__TASK GOAL__. For each line of the data that includes the word "LocalId", copy the line.

——————

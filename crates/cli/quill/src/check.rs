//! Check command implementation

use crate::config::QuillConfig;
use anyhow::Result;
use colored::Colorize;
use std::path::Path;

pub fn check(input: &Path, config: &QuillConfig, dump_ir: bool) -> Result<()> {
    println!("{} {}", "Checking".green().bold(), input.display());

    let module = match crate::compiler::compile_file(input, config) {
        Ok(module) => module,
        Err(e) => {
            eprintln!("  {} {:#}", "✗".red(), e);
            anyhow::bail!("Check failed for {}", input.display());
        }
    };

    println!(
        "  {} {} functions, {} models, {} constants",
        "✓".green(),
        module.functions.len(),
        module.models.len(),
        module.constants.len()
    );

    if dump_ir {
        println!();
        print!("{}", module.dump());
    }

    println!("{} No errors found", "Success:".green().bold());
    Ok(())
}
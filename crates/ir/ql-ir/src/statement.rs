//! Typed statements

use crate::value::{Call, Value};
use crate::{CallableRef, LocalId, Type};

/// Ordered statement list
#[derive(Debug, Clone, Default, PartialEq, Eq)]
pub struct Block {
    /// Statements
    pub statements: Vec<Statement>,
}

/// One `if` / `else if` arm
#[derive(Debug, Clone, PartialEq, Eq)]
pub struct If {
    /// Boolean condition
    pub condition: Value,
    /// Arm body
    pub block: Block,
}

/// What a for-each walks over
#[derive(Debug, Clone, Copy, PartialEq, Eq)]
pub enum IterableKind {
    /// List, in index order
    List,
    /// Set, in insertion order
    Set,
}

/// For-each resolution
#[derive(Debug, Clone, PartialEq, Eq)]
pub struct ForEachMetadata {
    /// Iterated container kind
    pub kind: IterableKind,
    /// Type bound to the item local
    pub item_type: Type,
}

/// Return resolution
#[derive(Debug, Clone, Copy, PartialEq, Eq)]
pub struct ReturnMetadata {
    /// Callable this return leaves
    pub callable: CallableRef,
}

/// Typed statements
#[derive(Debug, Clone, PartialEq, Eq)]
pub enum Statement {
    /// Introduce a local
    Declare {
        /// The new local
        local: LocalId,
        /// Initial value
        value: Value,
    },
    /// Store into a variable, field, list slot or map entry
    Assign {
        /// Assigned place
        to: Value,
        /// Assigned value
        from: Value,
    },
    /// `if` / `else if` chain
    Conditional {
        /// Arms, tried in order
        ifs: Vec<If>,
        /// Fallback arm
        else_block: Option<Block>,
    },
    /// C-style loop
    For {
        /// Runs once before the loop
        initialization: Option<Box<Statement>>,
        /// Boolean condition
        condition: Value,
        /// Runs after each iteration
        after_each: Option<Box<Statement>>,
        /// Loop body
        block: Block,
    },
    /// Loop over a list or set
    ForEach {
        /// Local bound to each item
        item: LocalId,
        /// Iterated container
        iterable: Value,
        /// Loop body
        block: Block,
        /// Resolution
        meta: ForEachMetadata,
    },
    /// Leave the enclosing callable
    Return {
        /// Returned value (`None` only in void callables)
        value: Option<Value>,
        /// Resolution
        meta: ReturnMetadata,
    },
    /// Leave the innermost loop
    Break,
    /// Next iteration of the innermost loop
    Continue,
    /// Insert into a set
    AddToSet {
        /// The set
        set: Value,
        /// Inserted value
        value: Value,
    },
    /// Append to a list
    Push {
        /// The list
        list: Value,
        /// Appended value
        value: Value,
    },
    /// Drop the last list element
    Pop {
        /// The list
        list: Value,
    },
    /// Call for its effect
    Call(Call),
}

——————

__EXERCISE SOLUTION__.
use crate::{CallableRef, LocalId, Type};
        local: LocalId,
        item: LocalId,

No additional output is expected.